***** Stored data

//! A live guest module instance.

use wasmtime::{Instance, Store, Val};

use super::error::WasmError;
use super::guest_function::GuestFunction;
use super::memory::{GuestExports, InstanceMemory, native_arg, native_word};
use super::runtime::HostState;
use crate::logging::{info, trace};

/// An instantiated guest with its own store and linear memory.
///
/// Calls are strictly sequential: every entry point borrows the module
/// mutably.
pub struct GuestModule {
    namespace: String,
    store: Store<HostState>,
    instance: Instance,
    exports: GuestExports,
}

impl GuestModule {
    pub(crate) fn new(
        namespace: String,
        store: Store<HostState>,
        instance: Instance,
        exports: GuestExports,
    ) -> Self {
        Self {
            namespace,
            store,
            instance,
            exports,
        }
    }

    pub fn namespace(&self) -> &str {
        &self.namespace
    }

    /// Prepare a call to the exported function `name`.
    ///
    /// The export is looked up when the function is invoked.
    pub fn guest_function(&mut self, name: impl Into<String>) -> GuestFunction<'_> {
        GuestFunction::new(self, name.into())
    }

    /// Typed accessor over this module's memory and allocator.
    pub fn memory(&mut self) -> InstanceMemory<&mut Store<HostState>> {
        InstanceMemory::new(&mut self.store, self.exports)
    }

    /// Call an export with raw words and no packing.
    ///
    /// Returns the first result, or `None` for a function without results.
    pub fn call_raw(&mut self, name: &str, args: &[u64]) -> Result<Option<u64>, WasmError> {
        let func = self
            .instance
            .get_func(&mut self.store, name)
            .ok_or_else(|| WasmError::FunctionNotFound(name.to_string()))?;
        let ty = func.ty(&self.store);
        if ty.params().len() != args.len() {
            return Err(WasmError::Call {
                function: name.to_string(),
                reason: format!("expected {} arguments, got {}", ty.params().len(), args.len()),
            });
        }
        let params: Vec<Val> = ty
            .params()
            .zip(args)
            .map(|(ty, word)| native_arg(&ty, *word))
            .collect();
        let mut results: Vec<Val> = ty.results().map(|ty| native_arg(&ty, 0)).collect();

        trace!(function = name, args = ?args, "raw guest call");
        func.call(&mut self.store, &params, &mut results)
            .map_err(|e| WasmError::Call {
                function: name.to_string(),
                reason: format!("{e:#}"),
            })?;
        Ok(results.first().and_then(native_word))
    }

    pub(crate) fn instance(&self) -> Instance {
        self.instance
    }

    pub(crate) fn store_mut(&mut self) -> &mut Store<HostState> {
        &mut self.store
    }

    /// Number of guest values currently owned through live handles.
    pub fn live_handles(&self) -> usize {
        self.store.data().handles.len()
    }

    /// Tear down the instance and release its store.
    pub fn close(self) {
        info!(namespace = %self.namespace, "module closed");
    }
}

**********

## Your instructions
Take the lines above from the one containing "pub fn namespace(&self)" to the one containing "let mut results: Vec<Val>" and retype them exactly, both ends included, with nothing added.

## Response
    pub fn namespace(&self) -> &str {
        &self.namespace
    }

    /// Prepare a call to the exported function `name`.
    ///
    /// The export is looked up when the function is invoked.
    pub fn guest_function(&mut self, name: impl Into<String>) -> GuestFunction<'_> {
        GuestFunction::new(self, name.into())
    }

    /// Typed accessor over this module's memory and allocator.
    pub fn memory(&mut self) -> InstanceMemory<&mut Store<HostState>> {
        InstanceMemory::new(&mut self.store, self.exports)
    }

    /// Call an export with raw words and no packing.
    ///
    /// Returns the first result, or `None` for a function without results.
    pub fn call_raw(&mut self, name: &str, args: &[u64]) -> Result<Option<u64>, WasmError> {
        let func = self
            .instance
            .get_func(&mut self.store, name)
            .ok_or_else(|| WasmError::FunctionNotFound(name.to_string()))?;
        let ty = func.ty(&self.store);
        if ty.params().len() != args.len() {
            return Err(WasmError::Call {
                function: name.to_string(),
                reason: format!("expected {} arguments, got {}", ty.params().len(), args.len()),
            });
        }
        let params: Vec<Val> = ty
            .params()
            .zip(args)
            .map(|(ty, word)| native_arg(&ty, *word))
            .collect();
        let mut results: Vec<Val> = ty.results().map(|ty| native_arg(&ty, 0)).collect();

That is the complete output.